(Stored dataset items)
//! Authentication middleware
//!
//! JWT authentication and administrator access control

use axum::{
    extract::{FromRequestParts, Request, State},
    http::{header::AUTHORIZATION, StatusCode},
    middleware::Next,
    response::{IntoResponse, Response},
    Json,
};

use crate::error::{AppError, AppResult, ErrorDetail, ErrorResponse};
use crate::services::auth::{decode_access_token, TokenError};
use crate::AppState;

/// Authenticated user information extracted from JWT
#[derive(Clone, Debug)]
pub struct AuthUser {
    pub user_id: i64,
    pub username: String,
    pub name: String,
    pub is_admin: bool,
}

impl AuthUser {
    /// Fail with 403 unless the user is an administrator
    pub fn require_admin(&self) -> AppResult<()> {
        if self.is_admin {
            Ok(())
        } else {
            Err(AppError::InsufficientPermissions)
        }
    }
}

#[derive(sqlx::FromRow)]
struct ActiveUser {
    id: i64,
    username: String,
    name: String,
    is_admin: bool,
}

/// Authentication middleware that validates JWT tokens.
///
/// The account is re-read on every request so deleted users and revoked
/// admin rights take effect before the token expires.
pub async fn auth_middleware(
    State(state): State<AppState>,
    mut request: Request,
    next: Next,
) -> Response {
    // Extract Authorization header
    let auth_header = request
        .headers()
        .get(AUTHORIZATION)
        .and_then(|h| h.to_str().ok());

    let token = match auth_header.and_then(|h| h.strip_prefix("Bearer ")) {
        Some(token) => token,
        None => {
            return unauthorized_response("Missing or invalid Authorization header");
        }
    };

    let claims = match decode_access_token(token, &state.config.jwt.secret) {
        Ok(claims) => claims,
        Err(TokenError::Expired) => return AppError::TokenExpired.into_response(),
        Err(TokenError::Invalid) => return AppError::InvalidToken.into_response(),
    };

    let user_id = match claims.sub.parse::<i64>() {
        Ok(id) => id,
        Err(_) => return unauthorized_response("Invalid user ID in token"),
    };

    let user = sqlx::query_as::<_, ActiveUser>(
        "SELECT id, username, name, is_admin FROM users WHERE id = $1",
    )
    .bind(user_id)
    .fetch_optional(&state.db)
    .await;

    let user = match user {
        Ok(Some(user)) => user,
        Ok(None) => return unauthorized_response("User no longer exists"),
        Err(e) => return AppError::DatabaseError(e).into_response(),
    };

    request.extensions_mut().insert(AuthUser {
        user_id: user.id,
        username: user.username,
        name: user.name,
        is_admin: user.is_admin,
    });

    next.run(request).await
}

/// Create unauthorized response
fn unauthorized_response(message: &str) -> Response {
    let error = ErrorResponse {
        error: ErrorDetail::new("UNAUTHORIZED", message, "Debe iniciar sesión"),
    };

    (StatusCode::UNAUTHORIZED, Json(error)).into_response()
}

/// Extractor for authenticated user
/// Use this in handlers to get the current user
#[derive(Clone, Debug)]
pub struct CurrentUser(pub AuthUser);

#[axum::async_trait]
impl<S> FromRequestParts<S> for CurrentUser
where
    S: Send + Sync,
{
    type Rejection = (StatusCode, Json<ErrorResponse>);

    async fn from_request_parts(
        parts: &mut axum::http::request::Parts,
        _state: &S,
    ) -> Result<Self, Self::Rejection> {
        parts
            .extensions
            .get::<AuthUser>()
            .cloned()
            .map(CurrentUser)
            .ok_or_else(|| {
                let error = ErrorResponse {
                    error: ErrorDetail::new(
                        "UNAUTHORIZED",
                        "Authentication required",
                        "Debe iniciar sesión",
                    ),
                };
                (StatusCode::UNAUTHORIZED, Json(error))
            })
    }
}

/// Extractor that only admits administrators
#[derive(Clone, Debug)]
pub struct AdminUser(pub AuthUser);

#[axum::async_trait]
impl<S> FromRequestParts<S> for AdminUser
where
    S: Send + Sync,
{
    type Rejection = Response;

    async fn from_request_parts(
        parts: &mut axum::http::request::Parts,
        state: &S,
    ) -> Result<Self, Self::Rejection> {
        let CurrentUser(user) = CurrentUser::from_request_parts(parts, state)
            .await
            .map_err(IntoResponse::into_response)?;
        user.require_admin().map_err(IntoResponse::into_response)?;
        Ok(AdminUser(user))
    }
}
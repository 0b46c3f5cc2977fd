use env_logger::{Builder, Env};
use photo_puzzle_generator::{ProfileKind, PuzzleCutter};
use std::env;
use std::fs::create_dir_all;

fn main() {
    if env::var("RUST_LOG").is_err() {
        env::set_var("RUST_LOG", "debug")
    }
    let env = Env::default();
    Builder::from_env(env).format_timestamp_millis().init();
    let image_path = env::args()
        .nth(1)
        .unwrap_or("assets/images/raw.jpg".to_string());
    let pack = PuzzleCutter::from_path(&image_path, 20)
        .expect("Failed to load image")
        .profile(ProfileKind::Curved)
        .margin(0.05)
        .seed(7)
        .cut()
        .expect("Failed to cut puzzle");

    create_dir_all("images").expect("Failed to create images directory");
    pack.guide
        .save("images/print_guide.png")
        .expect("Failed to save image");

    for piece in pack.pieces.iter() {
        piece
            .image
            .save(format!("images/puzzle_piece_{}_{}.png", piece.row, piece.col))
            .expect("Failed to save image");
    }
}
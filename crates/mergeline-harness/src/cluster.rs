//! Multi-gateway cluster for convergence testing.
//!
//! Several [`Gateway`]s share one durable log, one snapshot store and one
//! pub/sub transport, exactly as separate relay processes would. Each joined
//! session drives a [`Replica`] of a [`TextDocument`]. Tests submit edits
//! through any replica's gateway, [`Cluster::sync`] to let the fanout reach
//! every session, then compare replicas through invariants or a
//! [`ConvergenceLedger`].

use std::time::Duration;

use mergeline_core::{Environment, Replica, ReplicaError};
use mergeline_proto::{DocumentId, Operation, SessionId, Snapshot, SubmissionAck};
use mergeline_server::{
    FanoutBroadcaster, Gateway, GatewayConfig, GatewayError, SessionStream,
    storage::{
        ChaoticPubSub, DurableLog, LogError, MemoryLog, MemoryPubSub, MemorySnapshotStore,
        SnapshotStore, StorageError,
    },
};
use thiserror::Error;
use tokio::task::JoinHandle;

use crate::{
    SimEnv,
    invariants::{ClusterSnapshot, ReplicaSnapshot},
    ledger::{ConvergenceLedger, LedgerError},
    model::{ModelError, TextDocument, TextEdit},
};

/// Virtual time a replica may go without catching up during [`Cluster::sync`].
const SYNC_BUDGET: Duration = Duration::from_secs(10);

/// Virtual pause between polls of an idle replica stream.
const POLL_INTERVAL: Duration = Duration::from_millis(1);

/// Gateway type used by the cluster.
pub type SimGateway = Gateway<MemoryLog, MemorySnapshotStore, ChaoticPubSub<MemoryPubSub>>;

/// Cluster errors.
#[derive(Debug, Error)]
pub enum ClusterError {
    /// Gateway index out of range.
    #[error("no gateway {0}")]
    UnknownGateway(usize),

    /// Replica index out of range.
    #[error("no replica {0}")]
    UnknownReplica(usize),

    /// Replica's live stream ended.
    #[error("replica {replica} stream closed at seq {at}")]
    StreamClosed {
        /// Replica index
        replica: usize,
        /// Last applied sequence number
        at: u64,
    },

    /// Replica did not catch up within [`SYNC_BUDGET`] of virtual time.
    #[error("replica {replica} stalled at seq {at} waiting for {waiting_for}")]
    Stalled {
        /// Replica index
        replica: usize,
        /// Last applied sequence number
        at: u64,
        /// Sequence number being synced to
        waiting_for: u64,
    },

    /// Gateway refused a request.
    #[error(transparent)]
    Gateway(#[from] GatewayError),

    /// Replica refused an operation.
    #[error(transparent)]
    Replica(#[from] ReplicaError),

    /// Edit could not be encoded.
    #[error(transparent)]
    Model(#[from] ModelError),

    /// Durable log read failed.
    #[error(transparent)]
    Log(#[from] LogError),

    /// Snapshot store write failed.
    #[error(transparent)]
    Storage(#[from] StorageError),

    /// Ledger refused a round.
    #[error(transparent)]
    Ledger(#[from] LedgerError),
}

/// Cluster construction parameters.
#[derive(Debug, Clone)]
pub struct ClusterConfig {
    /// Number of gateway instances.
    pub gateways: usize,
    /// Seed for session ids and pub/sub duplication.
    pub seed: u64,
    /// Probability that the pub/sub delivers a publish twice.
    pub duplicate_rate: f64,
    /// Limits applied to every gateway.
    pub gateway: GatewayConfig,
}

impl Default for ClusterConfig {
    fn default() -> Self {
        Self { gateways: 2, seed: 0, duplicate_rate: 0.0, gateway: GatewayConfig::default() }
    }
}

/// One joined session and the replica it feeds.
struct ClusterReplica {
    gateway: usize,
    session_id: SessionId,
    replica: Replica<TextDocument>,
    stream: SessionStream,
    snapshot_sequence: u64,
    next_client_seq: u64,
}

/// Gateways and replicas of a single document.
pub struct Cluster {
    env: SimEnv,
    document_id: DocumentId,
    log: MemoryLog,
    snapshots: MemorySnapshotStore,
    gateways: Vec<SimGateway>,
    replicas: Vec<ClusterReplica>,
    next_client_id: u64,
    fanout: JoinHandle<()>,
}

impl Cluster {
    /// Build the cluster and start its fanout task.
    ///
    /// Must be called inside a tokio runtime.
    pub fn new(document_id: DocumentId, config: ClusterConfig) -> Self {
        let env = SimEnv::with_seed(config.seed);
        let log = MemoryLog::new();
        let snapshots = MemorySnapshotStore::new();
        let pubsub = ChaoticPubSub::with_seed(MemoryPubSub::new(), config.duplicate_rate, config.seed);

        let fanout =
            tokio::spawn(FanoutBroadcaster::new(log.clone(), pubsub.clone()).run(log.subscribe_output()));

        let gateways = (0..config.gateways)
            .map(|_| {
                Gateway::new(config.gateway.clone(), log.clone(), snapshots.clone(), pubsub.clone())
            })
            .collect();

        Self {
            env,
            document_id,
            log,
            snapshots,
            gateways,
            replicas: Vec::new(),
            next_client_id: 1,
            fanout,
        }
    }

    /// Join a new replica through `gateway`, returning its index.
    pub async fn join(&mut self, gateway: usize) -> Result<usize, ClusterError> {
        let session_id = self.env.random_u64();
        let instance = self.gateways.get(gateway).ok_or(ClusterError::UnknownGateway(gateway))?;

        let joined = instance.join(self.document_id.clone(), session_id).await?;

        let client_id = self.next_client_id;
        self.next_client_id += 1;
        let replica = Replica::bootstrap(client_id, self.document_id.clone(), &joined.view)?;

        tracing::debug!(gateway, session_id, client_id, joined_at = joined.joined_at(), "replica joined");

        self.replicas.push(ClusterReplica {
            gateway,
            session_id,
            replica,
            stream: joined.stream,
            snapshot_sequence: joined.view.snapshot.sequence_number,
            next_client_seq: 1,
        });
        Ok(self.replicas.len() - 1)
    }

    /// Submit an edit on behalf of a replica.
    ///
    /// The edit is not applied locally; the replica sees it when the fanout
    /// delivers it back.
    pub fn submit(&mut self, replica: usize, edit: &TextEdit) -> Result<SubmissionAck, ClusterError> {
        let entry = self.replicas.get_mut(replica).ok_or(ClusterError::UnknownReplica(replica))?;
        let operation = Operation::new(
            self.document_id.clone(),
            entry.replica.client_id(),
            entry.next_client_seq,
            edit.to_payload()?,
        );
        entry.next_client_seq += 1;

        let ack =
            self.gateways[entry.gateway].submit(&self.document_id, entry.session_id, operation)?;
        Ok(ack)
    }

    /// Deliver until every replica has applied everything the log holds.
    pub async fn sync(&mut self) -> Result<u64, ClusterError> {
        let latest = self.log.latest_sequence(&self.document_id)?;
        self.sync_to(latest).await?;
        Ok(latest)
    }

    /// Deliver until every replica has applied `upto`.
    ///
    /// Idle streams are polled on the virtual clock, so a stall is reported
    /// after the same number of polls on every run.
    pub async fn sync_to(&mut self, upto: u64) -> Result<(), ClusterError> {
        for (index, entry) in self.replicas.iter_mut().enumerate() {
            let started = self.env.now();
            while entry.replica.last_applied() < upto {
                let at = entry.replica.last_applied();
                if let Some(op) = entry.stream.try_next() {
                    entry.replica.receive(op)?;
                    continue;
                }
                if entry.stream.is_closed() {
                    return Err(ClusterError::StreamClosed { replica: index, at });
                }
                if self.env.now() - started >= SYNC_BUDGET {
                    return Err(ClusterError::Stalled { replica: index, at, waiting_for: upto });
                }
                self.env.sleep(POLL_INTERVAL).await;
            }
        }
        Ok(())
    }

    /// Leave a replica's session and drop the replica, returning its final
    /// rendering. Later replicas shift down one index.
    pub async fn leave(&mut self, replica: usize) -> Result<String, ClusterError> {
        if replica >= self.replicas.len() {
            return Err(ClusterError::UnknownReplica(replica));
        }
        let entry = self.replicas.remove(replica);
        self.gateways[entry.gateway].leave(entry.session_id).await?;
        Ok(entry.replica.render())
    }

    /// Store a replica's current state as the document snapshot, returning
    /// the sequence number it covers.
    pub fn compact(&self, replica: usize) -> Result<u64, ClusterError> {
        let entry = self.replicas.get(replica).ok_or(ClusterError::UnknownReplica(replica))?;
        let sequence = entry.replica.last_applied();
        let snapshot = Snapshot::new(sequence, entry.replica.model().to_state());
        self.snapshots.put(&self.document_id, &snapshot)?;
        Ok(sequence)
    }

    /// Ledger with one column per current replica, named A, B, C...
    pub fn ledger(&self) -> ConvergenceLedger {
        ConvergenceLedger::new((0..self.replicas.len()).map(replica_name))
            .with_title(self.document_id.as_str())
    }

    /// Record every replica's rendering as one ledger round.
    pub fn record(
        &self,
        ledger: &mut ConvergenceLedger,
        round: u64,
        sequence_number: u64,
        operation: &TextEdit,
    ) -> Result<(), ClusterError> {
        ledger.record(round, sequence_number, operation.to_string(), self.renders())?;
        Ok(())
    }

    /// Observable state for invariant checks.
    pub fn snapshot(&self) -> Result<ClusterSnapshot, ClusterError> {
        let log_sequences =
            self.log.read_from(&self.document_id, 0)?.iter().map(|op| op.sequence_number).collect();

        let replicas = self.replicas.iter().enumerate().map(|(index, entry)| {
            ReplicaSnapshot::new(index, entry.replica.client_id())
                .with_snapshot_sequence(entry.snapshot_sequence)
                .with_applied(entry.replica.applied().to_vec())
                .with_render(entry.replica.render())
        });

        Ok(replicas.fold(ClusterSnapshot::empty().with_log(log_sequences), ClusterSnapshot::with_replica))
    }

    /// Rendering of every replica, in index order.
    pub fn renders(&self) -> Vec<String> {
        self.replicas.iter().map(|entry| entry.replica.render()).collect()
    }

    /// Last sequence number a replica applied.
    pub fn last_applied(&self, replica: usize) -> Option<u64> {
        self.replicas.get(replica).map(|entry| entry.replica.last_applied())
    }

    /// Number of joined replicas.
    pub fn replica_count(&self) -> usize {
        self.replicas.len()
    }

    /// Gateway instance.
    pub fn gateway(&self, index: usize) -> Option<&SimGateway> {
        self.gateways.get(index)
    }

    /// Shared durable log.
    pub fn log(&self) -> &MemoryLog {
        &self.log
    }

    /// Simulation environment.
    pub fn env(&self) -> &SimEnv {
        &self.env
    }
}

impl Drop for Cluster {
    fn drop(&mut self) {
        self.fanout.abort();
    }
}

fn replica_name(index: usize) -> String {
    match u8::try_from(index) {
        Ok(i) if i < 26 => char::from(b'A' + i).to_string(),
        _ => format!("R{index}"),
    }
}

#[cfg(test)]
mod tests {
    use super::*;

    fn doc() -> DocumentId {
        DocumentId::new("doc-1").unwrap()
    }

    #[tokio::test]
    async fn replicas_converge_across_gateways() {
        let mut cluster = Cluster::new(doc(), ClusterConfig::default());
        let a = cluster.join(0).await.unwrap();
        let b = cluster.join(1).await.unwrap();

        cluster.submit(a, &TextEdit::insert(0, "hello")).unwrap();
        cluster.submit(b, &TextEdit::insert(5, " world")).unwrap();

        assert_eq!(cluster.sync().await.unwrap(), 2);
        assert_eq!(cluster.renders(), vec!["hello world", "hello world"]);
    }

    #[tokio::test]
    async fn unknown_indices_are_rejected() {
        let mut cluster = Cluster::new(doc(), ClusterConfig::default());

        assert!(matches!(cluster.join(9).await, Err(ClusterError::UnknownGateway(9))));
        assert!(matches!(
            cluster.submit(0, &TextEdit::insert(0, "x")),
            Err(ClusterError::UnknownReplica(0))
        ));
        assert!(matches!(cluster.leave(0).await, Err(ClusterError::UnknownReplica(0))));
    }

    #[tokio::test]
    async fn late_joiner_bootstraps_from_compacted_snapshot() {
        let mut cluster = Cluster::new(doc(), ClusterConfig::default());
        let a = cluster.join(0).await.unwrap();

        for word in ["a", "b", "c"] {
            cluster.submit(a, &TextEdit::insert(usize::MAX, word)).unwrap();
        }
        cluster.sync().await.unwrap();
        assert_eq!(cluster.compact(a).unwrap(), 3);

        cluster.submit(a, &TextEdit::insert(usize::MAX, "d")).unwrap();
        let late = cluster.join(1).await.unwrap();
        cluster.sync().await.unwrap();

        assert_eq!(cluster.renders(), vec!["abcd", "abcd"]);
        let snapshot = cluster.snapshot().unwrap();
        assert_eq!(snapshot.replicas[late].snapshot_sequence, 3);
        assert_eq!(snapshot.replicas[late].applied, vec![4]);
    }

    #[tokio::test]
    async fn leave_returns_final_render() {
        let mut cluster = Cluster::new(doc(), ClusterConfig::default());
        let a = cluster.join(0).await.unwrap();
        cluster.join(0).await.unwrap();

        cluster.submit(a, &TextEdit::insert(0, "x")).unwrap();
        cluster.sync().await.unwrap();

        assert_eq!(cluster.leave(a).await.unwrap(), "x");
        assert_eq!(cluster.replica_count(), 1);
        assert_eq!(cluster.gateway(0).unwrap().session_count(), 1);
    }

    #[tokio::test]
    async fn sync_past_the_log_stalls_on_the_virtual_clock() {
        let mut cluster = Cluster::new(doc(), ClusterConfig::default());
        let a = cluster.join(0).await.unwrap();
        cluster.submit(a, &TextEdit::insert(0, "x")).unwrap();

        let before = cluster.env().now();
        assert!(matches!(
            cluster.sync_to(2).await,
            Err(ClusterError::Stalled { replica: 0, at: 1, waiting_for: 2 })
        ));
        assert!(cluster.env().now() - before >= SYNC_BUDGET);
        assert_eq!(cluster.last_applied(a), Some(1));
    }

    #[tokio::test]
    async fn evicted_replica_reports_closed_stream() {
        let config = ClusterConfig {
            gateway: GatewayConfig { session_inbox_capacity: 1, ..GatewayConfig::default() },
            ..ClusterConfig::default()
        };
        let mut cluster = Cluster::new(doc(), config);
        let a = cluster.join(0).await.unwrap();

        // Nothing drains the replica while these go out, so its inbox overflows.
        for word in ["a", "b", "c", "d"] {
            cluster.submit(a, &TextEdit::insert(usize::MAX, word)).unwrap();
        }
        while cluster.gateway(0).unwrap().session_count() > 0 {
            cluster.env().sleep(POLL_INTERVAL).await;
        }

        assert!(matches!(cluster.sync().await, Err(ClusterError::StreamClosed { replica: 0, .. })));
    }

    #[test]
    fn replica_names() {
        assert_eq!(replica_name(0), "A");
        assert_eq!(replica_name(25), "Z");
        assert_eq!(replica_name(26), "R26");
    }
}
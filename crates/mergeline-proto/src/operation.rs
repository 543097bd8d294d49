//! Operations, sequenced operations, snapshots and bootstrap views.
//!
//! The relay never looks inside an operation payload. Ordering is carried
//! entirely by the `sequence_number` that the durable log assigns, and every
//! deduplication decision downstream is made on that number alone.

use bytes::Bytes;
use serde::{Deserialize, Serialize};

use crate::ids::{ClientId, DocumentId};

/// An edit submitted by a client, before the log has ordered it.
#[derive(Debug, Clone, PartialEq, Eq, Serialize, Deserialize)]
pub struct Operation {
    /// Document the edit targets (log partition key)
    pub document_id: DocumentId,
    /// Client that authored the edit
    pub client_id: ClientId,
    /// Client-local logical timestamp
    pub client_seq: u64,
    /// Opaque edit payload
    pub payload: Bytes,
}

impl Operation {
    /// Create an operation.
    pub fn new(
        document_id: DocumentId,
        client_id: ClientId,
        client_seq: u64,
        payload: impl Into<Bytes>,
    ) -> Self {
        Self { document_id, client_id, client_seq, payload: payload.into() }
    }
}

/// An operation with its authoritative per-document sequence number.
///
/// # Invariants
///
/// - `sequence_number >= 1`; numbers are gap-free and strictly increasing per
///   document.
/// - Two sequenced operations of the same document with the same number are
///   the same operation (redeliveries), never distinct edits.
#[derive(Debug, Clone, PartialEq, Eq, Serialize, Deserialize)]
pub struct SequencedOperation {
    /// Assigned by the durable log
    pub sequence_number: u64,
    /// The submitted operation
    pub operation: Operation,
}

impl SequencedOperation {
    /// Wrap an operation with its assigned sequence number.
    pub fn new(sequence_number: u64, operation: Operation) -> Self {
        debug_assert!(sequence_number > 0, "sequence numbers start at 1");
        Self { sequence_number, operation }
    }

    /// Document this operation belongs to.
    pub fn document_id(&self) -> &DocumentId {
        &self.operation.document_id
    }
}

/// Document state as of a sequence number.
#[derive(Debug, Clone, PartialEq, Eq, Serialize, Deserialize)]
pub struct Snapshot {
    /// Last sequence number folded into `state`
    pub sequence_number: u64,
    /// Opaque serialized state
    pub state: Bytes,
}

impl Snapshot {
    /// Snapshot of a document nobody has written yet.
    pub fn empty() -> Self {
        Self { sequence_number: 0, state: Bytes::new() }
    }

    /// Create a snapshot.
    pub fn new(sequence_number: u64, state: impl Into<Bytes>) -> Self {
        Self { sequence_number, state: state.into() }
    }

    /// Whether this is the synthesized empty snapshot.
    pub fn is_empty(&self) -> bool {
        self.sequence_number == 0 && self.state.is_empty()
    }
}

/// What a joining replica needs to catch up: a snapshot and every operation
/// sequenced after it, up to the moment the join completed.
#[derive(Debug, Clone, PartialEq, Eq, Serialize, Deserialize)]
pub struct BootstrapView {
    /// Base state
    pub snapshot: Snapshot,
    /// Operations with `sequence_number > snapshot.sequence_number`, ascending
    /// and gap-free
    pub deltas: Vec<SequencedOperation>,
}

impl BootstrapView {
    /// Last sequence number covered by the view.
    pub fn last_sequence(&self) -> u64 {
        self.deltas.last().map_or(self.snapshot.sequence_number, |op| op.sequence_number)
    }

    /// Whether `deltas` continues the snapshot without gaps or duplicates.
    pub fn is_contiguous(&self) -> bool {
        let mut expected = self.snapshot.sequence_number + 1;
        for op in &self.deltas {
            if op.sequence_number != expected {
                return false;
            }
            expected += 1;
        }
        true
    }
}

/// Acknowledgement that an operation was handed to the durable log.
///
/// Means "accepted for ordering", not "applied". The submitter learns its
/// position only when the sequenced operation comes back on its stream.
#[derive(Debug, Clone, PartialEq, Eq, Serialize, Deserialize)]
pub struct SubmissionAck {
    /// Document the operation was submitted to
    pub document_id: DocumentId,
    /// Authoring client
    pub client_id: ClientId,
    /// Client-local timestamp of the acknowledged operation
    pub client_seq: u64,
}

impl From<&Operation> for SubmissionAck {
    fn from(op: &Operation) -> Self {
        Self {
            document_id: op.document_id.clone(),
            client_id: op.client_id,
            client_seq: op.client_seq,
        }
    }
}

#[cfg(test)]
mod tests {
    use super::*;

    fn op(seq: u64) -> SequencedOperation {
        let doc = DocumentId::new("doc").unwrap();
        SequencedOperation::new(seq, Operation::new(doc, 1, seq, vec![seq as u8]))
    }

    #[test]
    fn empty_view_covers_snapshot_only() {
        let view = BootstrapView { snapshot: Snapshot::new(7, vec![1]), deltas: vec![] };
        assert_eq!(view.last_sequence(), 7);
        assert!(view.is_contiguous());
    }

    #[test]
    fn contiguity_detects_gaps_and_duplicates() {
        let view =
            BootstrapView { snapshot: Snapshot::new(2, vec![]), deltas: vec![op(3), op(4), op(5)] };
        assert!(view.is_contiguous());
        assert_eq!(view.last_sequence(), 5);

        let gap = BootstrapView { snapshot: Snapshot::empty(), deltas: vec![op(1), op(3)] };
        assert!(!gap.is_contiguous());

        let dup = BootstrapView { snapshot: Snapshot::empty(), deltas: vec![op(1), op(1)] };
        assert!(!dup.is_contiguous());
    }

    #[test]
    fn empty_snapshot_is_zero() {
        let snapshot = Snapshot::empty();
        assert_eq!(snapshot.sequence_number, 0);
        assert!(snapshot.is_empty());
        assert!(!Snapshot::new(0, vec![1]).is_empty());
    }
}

__EXERCISE AIM__. Please print exactly what appears from the first line of the data through the line with "Err(TokenError::Expired) => return", including both of those lines and nothing past them.

__PROBLEM SOLUTION__.
//! Authentication middleware
//!
//! JWT authentication and administrator access control

use axum::{
    extract::{FromRequestParts, Request, State},
    http::{header::AUTHORIZATION, StatusCode},
    middleware::Next,
    response::{IntoResponse, Response},
    Json,
};

use crate::error::{AppError, AppResult, ErrorDetail, ErrorResponse};
use crate::services::auth::{decode_access_token, TokenError};
use crate::AppState;

/// Authenticated user information extracted from JWT
#[derive(Clone, Debug)]
pub struct AuthUser {
    pub user_id: i64,
    pub username: String,
    pub name: String,
    pub is_admin: bool,
}

impl AuthUser {
    /// Fail with 403 unless the user is an administrator
    pub fn require_admin(&self) -> AppResult<()> {
        if self.is_admin {
            Ok(())
        } else {
            Err(AppError::InsufficientPermissions)
        }
    }
}

#[derive(sqlx::FromRow)]
struct ActiveUser {
    id: i64,
    username: String,
    name: String,
    is_admin: bool,
}

/// Authentication middleware that validates JWT tokens.
///
/// The account is re-read on every request so deleted users and revoked
/// admin rights take effect before the token expires.
pub async fn auth_middleware(
    State(state): State<AppState>,
    mut request: Request,
    next: Next,
) -> Response {
    // Extract Authorization header
    let auth_header = request
        .headers()
        .get(AUTHORIZATION)
        .and_then(|h| h.to_str().ok());

    let token = match auth_header.and_then(|h| h.strip_prefix("Bearer ")) {
        Some(token) => token,
        None => {
            return unauthorized_response("Missing or invalid Authorization header");
        }
    };

    let claims = match decode_access_token(token, &state.config.jwt.secret) {
        Ok(claims) => claims,
        Err(TokenError::Expired) => return AppError::TokenExpired.into_response(),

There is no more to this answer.